__Task to complete__. All of the entries must be duplicated exactly.

__Dataset__.
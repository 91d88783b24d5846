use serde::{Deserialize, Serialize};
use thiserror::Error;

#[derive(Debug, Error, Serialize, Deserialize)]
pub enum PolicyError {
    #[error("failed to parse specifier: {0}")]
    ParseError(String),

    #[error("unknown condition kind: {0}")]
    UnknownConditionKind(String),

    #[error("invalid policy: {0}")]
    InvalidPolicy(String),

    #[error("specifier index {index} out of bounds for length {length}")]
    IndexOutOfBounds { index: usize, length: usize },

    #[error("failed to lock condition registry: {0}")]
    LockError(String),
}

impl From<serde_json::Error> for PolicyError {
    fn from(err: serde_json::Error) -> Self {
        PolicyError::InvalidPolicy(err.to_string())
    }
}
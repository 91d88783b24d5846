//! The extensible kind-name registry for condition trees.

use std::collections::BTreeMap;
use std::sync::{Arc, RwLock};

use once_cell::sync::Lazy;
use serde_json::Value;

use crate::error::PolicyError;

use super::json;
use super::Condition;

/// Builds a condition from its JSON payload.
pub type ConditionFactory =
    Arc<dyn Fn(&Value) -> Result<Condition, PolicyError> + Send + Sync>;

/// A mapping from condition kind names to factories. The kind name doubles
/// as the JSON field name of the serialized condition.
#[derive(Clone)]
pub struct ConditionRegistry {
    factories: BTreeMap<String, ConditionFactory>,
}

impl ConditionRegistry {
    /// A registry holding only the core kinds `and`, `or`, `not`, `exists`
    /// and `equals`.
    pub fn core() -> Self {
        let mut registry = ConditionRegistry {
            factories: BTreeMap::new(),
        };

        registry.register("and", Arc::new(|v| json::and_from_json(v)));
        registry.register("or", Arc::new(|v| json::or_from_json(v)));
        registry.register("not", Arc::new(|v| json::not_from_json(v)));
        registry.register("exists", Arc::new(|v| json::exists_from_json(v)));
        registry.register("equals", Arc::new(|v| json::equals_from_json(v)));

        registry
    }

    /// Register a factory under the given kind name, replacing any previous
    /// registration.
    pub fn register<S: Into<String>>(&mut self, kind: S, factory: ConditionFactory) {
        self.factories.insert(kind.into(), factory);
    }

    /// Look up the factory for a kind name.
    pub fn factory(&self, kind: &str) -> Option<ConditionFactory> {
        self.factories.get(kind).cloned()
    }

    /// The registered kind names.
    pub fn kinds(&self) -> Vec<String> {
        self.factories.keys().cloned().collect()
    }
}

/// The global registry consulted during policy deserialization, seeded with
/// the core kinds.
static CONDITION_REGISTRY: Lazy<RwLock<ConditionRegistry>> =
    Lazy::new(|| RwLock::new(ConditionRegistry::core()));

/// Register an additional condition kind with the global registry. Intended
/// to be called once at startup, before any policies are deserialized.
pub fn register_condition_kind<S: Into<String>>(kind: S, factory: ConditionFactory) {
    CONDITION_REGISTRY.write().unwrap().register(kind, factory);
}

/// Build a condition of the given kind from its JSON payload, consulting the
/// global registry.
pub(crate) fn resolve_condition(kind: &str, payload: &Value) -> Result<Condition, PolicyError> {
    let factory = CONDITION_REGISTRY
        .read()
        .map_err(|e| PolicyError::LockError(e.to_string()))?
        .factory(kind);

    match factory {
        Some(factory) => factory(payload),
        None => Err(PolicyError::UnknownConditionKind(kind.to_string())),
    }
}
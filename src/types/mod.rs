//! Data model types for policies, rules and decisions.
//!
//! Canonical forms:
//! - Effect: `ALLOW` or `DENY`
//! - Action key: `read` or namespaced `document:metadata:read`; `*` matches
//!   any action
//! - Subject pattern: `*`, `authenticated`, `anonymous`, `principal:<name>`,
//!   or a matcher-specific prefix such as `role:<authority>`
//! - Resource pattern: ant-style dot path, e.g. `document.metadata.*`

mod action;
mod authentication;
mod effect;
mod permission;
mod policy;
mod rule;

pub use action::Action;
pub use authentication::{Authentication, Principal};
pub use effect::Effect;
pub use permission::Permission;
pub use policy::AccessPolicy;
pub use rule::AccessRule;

__Task result__.
repository 91d88783b24d5846
use serde::{Deserialize, Serialize};
use thiserror::Error;

#[derive(Debug, Error, Serialize, Deserialize)]
pub enum PolicyError {
    #[error("failed to parse specifier: {0}")]
    ParseError(String),

    #[error("unknown condition kind: {0}")]
    UnknownConditionKind(String),

    #[error("invalid policy: {0}")]
    InvalidPolicy(String),

    #[error("specifier index {index} out of bounds for length {length}")]
    IndexOutOfBounds { index: usize, length: usize },

    #[error("failed to lock condition registry: {0}")]
    LockError(String),
}

impl From<serde_json::Error> for PolicyError {
    fn from(err: serde_json::Error) -> Self {
        PolicyError::InvalidPolicy(err.to_string())
    }
}
repository 91d88783b24d5846
//! The extensible kind-name registry for condition trees.

use std::collections::BTreeMap;
use std::sync::{Arc, RwLock};

use once_cell::sync::Lazy;
use serde_json::Value;

use crate::error::PolicyError;

use super::json;
use super::Condition;

/// Builds a condition from its JSON payload.
pub type ConditionFactory =
    Arc<dyn Fn(&Value) -> Result<Condition, PolicyError> + Send + Sync>;

/// A mapping from condition kind names to factories. The kind name doubles
/// as the JSON field name of the serialized condition.
#[derive(Clone)]
pub struct ConditionRegistry {
    factories: BTreeMap<String, ConditionFactory>,
}

impl ConditionRegistry {
    /// A registry holding only the core kinds `and`, `or`, `not`, `exists`
    /// and `equals`.
    pub fn core() -> Self {
        let mut registry = ConditionRegistry {
            factories: BTreeMap::new(),
        };

        registry.register("and", Arc::new(|v| json::and_from_json(v)));
        registry.register("or", Arc::new(|v| json::or_from_json(v)));
        registry.register("not", Arc::new(|v| json::not_from_json(v)));
        registry.register("exists", Arc::new(|v| json::exists_from_json(v)));
        registry.register("equals", Arc::new(|v| json::equals_from_json(v)));

        registry
    }

    /// Register a factory under the given kind name, replacing any previous
    /// registration.
    pub fn register<S: Into<String>>(&mut self, kind: S, factory: ConditionFactory) {
        self.factories.insert(kind.into(), factory);
    }

    /// Look up the factory for a kind name.
    pub fn factory(&self, kind: &str) -> Option<ConditionFactory> {
        self.factories.get(kind).cloned()
    }

    /// The registered kind names.
    pub fn kinds(&self) -> Vec<String> {
        self.factories.keys().cloned().collect()
    }
}

/// The global registry consulted during policy deserialization, seeded with
/// the core kinds.
static CONDITION_REGISTRY: Lazy<RwLock<ConditionRegistry>> =
    Lazy::new(|| RwLock::new(ConditionRegistry::core()));

/// Register an additional condition kind with the global registry. Intended
/// to be called once at startup, before any policies are deserialized.
pub fn register_condition_kind<S: Into<String>>(kind: S, factory: ConditionFactory) {
    CONDITION_REGISTRY.write().unwrap().register(kind, factory);
}

/// Build a condition of the given kind from its JSON payload, consulting the
/// global registry.
pub(crate) fn resolve_condition(kind: &str, payload: &Value) -> Result<Condition, PolicyError> {
    let factory = CONDITION_REGISTRY
        .read()
        .map_err(|e| PolicyError::LockError(e.to_string()))?
        .factory(kind);

    match factory {
        Some(factory) => factory(payload),
        None => Err(PolicyError::UnknownConditionKind(kind.to_string())),
    }
}
filename src/types/mod.rs
//! Data model types for policies, rules and decisions.
//!
//! Canonical forms:
//! - Effect: `ALLOW` or `DENY`
//! - Action key: `read` or namespaced `document:metadata:read`; `*` matches
//!   any action
//! - Subject pattern: `*`, `authenticated`, `anonymous`, `principal:<name>`,
//!   or a matcher-specific prefix such as `role:<authority>`
//! - Resource pattern: ant-style dot path, e.g. `document.metadata.*`

mod action;
mod authentication;
mod effect;
mod permission;
mod policy;
mod rule;

pub use action::Action;
pub use authentication::{Authentication, Principal};
pub use effect::Effect;
pub use permission::Permission;
pub use policy::AccessPolicy;
pub use rule::AccessRule;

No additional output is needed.